===== Information provided

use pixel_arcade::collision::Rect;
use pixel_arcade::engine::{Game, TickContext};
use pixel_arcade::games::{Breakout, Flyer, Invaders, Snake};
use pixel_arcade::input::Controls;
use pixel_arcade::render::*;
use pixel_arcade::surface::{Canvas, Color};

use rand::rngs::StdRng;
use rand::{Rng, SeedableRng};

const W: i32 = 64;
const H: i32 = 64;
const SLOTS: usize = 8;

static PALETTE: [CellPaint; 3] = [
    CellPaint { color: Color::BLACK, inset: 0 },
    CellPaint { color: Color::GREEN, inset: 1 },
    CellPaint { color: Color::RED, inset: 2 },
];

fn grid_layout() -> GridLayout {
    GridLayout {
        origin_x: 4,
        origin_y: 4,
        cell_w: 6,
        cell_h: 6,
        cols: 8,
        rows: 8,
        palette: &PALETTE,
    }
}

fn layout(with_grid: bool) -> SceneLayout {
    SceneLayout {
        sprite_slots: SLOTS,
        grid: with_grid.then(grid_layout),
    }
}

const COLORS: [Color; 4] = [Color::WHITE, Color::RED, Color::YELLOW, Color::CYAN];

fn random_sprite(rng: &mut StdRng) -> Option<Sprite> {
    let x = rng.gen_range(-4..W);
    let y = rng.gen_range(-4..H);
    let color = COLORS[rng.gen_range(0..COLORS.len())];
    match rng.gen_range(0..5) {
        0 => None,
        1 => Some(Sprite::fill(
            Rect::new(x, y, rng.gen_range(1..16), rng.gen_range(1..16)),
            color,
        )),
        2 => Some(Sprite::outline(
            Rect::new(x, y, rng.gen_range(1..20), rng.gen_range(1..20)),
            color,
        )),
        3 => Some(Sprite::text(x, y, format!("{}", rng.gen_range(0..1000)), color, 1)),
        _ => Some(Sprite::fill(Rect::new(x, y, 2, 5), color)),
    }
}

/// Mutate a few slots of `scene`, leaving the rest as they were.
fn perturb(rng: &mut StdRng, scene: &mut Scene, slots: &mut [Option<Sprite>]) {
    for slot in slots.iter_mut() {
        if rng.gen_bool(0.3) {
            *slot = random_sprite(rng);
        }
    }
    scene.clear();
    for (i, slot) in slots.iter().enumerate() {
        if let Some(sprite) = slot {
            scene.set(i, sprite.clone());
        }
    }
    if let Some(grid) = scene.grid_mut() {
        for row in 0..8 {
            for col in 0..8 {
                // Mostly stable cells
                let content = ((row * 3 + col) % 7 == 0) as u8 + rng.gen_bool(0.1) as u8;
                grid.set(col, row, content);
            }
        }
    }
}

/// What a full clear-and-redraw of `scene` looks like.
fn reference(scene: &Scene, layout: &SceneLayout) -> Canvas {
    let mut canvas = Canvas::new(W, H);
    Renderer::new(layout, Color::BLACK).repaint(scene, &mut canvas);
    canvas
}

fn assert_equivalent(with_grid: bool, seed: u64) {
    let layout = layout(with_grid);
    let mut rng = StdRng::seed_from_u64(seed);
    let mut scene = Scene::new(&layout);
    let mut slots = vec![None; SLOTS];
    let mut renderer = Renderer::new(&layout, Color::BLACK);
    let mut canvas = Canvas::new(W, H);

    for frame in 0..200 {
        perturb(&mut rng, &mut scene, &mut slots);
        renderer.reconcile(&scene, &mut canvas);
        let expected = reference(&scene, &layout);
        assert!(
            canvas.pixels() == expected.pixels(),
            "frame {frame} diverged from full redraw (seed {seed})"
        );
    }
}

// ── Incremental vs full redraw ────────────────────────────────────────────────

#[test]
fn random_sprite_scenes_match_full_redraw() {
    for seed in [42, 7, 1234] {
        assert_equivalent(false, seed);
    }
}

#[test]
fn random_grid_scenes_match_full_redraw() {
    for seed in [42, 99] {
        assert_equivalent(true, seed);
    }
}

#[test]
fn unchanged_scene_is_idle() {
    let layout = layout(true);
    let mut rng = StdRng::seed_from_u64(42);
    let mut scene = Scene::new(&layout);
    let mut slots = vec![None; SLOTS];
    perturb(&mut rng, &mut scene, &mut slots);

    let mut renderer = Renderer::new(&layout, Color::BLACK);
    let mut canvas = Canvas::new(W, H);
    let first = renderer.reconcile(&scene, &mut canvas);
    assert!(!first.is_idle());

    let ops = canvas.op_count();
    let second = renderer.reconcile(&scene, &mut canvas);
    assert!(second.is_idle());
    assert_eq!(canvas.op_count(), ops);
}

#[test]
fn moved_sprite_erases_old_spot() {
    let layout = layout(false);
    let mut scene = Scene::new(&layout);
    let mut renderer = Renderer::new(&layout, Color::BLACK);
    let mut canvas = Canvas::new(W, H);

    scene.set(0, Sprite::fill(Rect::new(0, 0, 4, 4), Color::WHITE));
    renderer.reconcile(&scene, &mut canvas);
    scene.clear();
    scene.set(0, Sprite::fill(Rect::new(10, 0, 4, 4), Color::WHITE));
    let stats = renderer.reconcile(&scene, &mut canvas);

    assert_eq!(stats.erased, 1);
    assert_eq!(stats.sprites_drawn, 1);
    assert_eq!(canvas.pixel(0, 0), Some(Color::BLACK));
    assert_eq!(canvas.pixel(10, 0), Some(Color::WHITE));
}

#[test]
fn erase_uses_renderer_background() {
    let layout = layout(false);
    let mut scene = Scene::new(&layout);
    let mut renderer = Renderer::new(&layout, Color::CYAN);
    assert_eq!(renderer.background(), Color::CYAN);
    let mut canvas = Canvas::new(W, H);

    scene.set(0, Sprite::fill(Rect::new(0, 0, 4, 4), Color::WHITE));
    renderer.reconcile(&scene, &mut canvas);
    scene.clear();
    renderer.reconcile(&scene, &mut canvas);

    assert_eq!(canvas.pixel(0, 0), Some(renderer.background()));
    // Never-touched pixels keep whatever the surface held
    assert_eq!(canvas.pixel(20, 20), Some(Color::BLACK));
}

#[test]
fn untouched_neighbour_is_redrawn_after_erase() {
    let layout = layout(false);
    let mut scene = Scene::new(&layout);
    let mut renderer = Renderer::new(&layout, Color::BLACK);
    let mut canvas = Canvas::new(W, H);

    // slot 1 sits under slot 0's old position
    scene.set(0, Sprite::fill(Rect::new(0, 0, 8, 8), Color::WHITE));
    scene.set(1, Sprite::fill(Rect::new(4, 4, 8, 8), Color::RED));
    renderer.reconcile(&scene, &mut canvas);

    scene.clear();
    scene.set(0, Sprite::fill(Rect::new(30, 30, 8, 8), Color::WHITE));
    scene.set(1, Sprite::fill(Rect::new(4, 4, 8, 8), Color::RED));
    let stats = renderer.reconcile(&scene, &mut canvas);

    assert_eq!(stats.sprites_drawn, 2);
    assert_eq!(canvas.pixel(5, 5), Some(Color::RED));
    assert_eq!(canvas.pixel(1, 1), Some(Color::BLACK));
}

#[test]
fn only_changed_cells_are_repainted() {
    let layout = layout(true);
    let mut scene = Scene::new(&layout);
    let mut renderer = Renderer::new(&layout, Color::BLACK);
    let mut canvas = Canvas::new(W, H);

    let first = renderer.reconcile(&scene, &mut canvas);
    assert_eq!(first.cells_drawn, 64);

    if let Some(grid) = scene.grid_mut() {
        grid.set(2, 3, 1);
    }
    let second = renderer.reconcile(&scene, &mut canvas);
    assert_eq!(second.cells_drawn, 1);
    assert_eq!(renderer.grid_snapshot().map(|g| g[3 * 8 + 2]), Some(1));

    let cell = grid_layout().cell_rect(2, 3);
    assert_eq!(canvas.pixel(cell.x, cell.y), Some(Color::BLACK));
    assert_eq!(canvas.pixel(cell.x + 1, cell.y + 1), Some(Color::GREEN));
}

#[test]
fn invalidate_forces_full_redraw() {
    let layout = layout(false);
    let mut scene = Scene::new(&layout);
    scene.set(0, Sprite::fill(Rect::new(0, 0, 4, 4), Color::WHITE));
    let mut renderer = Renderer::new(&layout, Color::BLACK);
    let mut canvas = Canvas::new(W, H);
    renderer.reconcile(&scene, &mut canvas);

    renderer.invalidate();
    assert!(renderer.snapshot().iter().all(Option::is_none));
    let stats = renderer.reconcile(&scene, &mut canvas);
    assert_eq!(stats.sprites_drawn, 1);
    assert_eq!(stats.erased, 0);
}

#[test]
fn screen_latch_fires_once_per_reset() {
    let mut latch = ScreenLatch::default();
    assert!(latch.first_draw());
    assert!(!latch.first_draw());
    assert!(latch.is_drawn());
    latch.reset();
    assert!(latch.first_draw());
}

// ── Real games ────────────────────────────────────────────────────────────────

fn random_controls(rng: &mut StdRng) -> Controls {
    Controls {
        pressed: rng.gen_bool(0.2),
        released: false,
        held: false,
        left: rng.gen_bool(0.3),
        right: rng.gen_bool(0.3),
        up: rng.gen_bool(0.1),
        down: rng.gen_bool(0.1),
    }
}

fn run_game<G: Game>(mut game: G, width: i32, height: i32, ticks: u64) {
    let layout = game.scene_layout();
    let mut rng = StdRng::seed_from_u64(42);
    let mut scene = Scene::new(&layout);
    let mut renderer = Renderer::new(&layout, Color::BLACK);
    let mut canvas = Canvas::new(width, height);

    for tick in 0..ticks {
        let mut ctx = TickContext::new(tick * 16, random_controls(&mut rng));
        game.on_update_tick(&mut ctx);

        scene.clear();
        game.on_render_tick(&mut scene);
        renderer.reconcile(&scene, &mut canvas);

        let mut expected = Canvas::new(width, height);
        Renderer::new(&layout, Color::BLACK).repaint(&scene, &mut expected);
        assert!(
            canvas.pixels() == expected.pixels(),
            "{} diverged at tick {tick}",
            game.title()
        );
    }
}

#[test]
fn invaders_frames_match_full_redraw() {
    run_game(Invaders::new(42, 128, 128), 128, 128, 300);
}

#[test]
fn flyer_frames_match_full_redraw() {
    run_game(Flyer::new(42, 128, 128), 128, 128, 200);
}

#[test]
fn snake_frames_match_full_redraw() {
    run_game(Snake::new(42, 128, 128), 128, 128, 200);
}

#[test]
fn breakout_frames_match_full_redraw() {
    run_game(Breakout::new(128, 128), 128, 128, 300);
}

==========

Please filter the entries for the word "Option" and copy the lines that have it.

fn random_sprite(rng: &mut StdRng) -> Option<Sprite> {
fn perturb(rng: &mut StdRng, scene: &mut Scene, slots: &mut [Option<Sprite>]) {
    assert!(renderer.snapshot().iter().all(Option::is_none));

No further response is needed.